Im eigenen Land allerdings hält die Begeisterung für Michelle Obama länger an als die für den Präsidenten. Unter dem Druck der wirtschaftlichen Krise verliert Politik als rhetorisches Schauspiel an Faszination. Enttäuschung kommt auf bei armen Wählerinnen und Wählern Obamas, der ihre Hoffnungen auf ein »soziales Amerika« nicht erfüllen kann. Unzufriedenheit ganz anderer Art äußert sich bei dem Teil der Machtelite, der Obamas Wahl gefördert hat. Der neue Präsident müßte, so meint man hier, die wirtschaftlich potenten europäischen Staaten rigoroser auf finanz- und militärpolitische Hilfeleistungen für die USA verpflichten. Aber deren Regierungen wissen nicht, wie sie mit ihren eigenen Krisen fertig werden sollen, zudem müssen sie auf die Stimmung ihrer BürgerInnen Rücksicht nehmen, in Deutschland zum Beispiel stehen demnächst Wahlen an. US-amerikanische offene Drohungen, das schätzt Obama richtig ein, würden in dieser Situation bei den europäischen Partnern eher zur Minderung als zur Steigerung der Leistungen für die USA führen, also setzt er weiter auf die Methode der freundlichen Pression. Das ist klug, und überhaupt ist der Wert dieses Präsidenten für die herrschenden Interessen in den USA nicht gering zu schätzen.

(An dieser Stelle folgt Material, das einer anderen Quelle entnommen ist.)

//! S3 tools: bucket listing, object listing, text get/put.

use super::{array_field, bind, field, int_arg, opt_str_arg, str_arg, AwsApi};
use crate::tools::catalog::{ParamKind, ParameterSpec, ToolDefinition};
use crate::types::Result;
use serde_json::{json, Map, Value};
use std::sync::Arc;

fn bucket_param() -> ParameterSpec {
    ParameterSpec::required("bucket", ParamKind::String, "S3 bucket name (required)")
        .with_examples(&["my-app-bucket", "logs-prod", "data-lake-raw"])
}

fn key_param() -> ParameterSpec {
    ParameterSpec::required("key", ParamKind::String, "Object key (required) - full path inside the bucket")
        .with_examples(&["reports/2024/summary.csv", "config/app.json"])
}

pub fn list_buckets_tool(api: &Arc<dyn AwsApi>) -> ToolDefinition {
    ToolDefinition::new(
        "aws_s3_list_buckets",
        "List all S3 buckets in the account.",
        vec![],
        bind(api, list_buckets),
    )
}

async fn list_buckets(api: Arc<dyn AwsApi>, _input: Map<String, Value>) -> Result<Value> {
    let out = api.call("s3api", "list-buckets", json!({})).await?;
    let buckets: Vec<Value> = array_field(&out, "Buckets")
        .iter()
        .map(|b| json!({"name": field(b, "Name"), "creationDate": field(b, "CreationDate")}))
        .collect();
    Ok(json!({ "buckets": buckets }))
}

pub fn list_tool(api: &Arc<dyn AwsApi>) -> ToolDefinition {
    ToolDefinition::new(
        "aws_s3_list",
        "List objects in S3 (bucket/prefix).",
        vec![
            bucket_param(),
            ParameterSpec::optional("prefix", ParamKind::String, "Key prefix to filter by (optional)")
                .with_examples(&["logs/", "reports/2024/"]),
            ParameterSpec::optional("maxKeys", ParamKind::Number, "Maximum number of objects to return (optional)")
                .integer()
                .with_range(1.0, 1000.0)
                .with_default(100)
                .with_examples(&["10", "100", "1000"]),
        ],
        bind(api, list_objects),
    )
}

async fn list_objects(api: Arc<dyn AwsApi>, input: Map<String, Value>) -> Result<Value> {
    let mut request = json!({
        "Bucket": str_arg(&input, "bucket")?,
        "MaxKeys": int_arg(&input, "maxKeys")?,
    });
    if let Some(prefix) = opt_str_arg(&input, "prefix") {
        request["Prefix"] = json!(prefix);
    }
    let out = api.call("s3api", "list-objects-v2", request).await?;
    let objects: Vec<Value> = array_field(&out, "Contents")
        .iter()
        .map(|o| {
            json!({
                "key": field(o, "Key"),
                "size": field(o, "Size"),
                "lastModified": field(o, "LastModified"),
            })
        })
        .collect();
    Ok(json!({ "objects": objects }))
}

pub fn get_text_tool(api: &Arc<dyn AwsApi>) -> ToolDefinition {
    ToolDefinition::new(
        "aws_s3_get_text",
        "Get an S3 object as text.",
        vec![bucket_param(), key_param()],
        bind(api, get_text),
    )
}

async fn get_text(api: Arc<dyn AwsApi>, input: Map<String, Value>) -> Result<Value> {
    let bucket = str_arg(&input, "bucket")?;
    let key = str_arg(&input, "key")?;
    let text = api.get_object_text(&bucket, &key).await?;
    Ok(json!({ "key": key, "text": text }))
}

pub fn put_text_tool(api: &Arc<dyn AwsApi>) -> ToolDefinition {
    ToolDefinition::new(
        "aws_s3_put_text",
        "Put a text object to S3.",
        vec![
            bucket_param(),
            key_param(),
            ParameterSpec::required("text", ParamKind::String, "Object body (required)")
                .with_examples(&["hello world"]),
            ParameterSpec::optional("contentType", ParamKind::String, "Content-Type header (optional)")
                .with_default("text/plain; charset=utf-8")
                .with_examples(&["text/plain; charset=utf-8", "application/json", "text/csv"]),
        ],
        bind(api, put_text),
    )
}

async fn put_text(api: Arc<dyn AwsApi>, input: Map<String, Value>) -> Result<Value> {
    let bucket = str_arg(&input, "bucket")?;
    let key = str_arg(&input, "key")?;
    let text = str_arg(&input, "text")?;
    let content_type = str_arg(&input, "contentType")?;
    api.put_object_text(&bucket, &key, &text, &content_type).await?;
    Ok(json!({ "ok": true, "bucket": bucket, "key": key }))
}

Obama, darin unterscheidet er sich nicht von George W. Bush, ist kein Friedenspolitiker; in Ossietzky haben wir schon vor seiner Wahl darauf hingewiesen. Er bleibt auf der Linie der klassischen US-amerikanischen Geopolitik und behält vorrangig folgende drei Ziele im Auge: Weltweit gebührt den Vereinigten Staaten die machtpolitische Führungsposition; diese muß gesichert werden, selbstverständlich auch mit militärischen Zugriffen; die globale militärische Dominanz soll auch die Durchsetzung ökonomischer Interessen garantieren (worauf es bei schwächelnder US-Volkswirtschaft besonders ankommt). Allerdings agiert hier Barack Obama, gestützt von alteingeführten Beratern, ohne die ideologischen Exzesse und abenteuerlichen Neigungen, denen sich die Neocons in den Zeiten von George W. Bush hingaben.

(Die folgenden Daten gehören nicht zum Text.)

//! ECR image listing.

use super::{array_field, bind, field, int_arg, str_arg, AwsApi};
use crate::tools::catalog::{ParamKind, ParameterSpec, ToolDefinition};
use crate::types::Result;
use serde_json::{json, Map, Value};
use std::sync::Arc;

pub fn list_images_tool(api: &Arc<dyn AwsApi>) -> ToolDefinition {
    ToolDefinition::new(
        "aws.ecr_list_images",
        "List ECR images and details.",
        vec![
            ParameterSpec::required("repositoryName", ParamKind::String, "ECR repository name (required) - exact repository name")
                .with_examples(&["my-app", "backend-service", "frontend", "api-gateway"]),
            ParameterSpec::optional("maxResults", ParamKind::Number, "Maximum number of images to return (optional, 1-1000)")
                .integer()
                .with_range(1.0, 1000.0)
                .with_default(100)
                .with_examples(&["10", "50", "100", "500"]),
        ],
        bind(api, list_images),
    )
}

async fn list_images(api: Arc<dyn AwsApi>, input: Map<String, Value>) -> Result<Value> {
    let repository = str_arg(&input, "repositoryName")?;
    let list = api
        .call(
            "ecr",
            "list-images",
            json!({ "repositoryName": repository, "maxResults": int_arg(&input, "maxResults")? }),
        )
        .await?;
    let image_ids = array_field(&list, "imageIds");
    if image_ids.is_empty() {
        return Ok(json!({ "images": [] }));
    }

    let described = api
        .call(
            "ecr",
            "describe-images",
            json!({ "repositoryName": repository, "imageIds": image_ids }),
        )
        .await?;
    let images: Vec<Value> = array_field(&described, "imageDetails")
        .iter()
        .map(|d| {
            json!({
                "imageTags": field(d, "imageTags"),
                "imagePushedAt": field(d, "imagePushedAt"),
                "size": field(d, "imageSizeInBytes"),
            })
        })
        .collect();
    Ok(json!({ "images": images }))
}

Den Krieg in Afghanistan wollen die USA weiterhin gewinnen, jetzt stärker ausgreifend auf pakistanisches Terrain. Sie setzen auch die militärstrategische Durchdringung ehemaliger Ostblockstaaten fort. In der Auseinandersetzung mit dem Iran bleibt der Militärschlag eine Option. Die vielgerühmte »Vision einer Welt ohne Atomwaffen«, von Obama geschickt inszeniert, läuft auf folgenden Prozeß hinaus: Keine weitere Verbreitung von Atomwaffen; mehr Sanktionen gegen Staaten, die atomare Rüstung vorbereiten könnten; kostensparende Verringerung des atomaren Waffenarsenals der USA und Rußlands - aber immer so, daß die USA den absoluten Vorrang als atomgerüstete Macht behalten, im internationalen Rüstungsvergleich also ihre Position stärken; da soll ihnen niemand dreinreden.
In der Konsequenz dieser »Abrüstungspolitik« läge die Wiederherstellung des militärpolitischen Zustandes von 1945: die USA mit dem Alleinstellungsmerkmal der Atomwaffe, damals nachdrücklich demonstriert durch deren Einsatz.
Die Obama-»Vision« ist listig: Einzelne Schritte im Gang der globalen militärpolitischen Entwicklung, die völlig vernünftig wären (wer möchte schon wünschen, daß der Atomwaffenbesitz sich weiter ausbreitet), werden in einen Rahmen eingeordnet, der durch den militärischen Hegemonialanspruch der USA gesetzt ist.
An diesem Projekt gemessen war George W. Bush ein Stümper.